**Required action**.
Those lines of the data that hold the word "None" are to be copied out.

(Data entries)
______

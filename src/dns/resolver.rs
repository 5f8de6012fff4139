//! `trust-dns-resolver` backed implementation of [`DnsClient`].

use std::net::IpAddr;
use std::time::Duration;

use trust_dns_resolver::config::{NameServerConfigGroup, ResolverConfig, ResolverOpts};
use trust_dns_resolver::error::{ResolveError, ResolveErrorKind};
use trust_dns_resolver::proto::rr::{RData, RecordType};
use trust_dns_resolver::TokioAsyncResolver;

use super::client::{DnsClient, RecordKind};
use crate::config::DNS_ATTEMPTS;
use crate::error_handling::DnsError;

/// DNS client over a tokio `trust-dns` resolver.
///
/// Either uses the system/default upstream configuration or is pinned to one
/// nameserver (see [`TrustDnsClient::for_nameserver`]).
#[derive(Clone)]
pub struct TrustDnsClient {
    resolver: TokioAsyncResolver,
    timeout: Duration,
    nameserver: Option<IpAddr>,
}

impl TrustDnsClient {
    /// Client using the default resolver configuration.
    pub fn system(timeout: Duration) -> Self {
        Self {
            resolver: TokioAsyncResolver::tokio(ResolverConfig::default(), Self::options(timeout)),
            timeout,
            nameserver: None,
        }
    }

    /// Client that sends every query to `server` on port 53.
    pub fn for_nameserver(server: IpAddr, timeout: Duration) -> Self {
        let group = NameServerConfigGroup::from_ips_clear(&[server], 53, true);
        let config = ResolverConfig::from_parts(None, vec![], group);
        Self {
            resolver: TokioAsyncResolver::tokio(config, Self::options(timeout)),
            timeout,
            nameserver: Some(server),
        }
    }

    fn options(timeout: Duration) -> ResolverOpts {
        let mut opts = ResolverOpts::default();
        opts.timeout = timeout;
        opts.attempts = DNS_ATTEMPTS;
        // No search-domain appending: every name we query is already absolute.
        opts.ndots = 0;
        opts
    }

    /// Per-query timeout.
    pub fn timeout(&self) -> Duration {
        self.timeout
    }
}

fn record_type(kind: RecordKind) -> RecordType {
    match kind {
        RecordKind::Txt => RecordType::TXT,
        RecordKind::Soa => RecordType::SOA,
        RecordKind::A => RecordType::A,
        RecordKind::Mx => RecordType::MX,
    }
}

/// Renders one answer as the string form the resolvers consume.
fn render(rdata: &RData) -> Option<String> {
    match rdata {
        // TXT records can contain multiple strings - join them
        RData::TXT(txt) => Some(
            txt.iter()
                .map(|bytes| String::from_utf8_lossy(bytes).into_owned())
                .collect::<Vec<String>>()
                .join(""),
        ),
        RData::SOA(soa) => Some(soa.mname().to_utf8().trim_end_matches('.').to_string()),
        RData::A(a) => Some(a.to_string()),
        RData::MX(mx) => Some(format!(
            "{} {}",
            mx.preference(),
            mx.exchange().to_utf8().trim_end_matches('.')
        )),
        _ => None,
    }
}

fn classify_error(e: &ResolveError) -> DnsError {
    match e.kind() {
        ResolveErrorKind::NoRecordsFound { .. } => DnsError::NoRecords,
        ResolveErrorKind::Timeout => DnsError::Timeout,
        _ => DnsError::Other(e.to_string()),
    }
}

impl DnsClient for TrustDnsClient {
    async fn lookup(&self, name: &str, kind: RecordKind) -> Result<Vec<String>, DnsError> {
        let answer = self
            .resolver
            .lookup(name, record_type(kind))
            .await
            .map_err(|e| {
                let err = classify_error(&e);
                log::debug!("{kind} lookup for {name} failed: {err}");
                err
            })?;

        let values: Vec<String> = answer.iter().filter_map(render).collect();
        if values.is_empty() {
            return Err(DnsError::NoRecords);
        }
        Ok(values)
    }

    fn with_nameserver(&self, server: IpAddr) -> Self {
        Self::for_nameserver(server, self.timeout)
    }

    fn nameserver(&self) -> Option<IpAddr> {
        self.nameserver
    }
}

______

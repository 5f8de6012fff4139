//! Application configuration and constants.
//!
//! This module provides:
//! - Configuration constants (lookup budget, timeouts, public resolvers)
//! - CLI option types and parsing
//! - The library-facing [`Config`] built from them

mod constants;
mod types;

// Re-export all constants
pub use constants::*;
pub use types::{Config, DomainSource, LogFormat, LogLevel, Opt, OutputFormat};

______

**Written solution**.
            nameserver: None,
        let config = ResolverConfig::from_parts(None, vec![], group);
        _ => None,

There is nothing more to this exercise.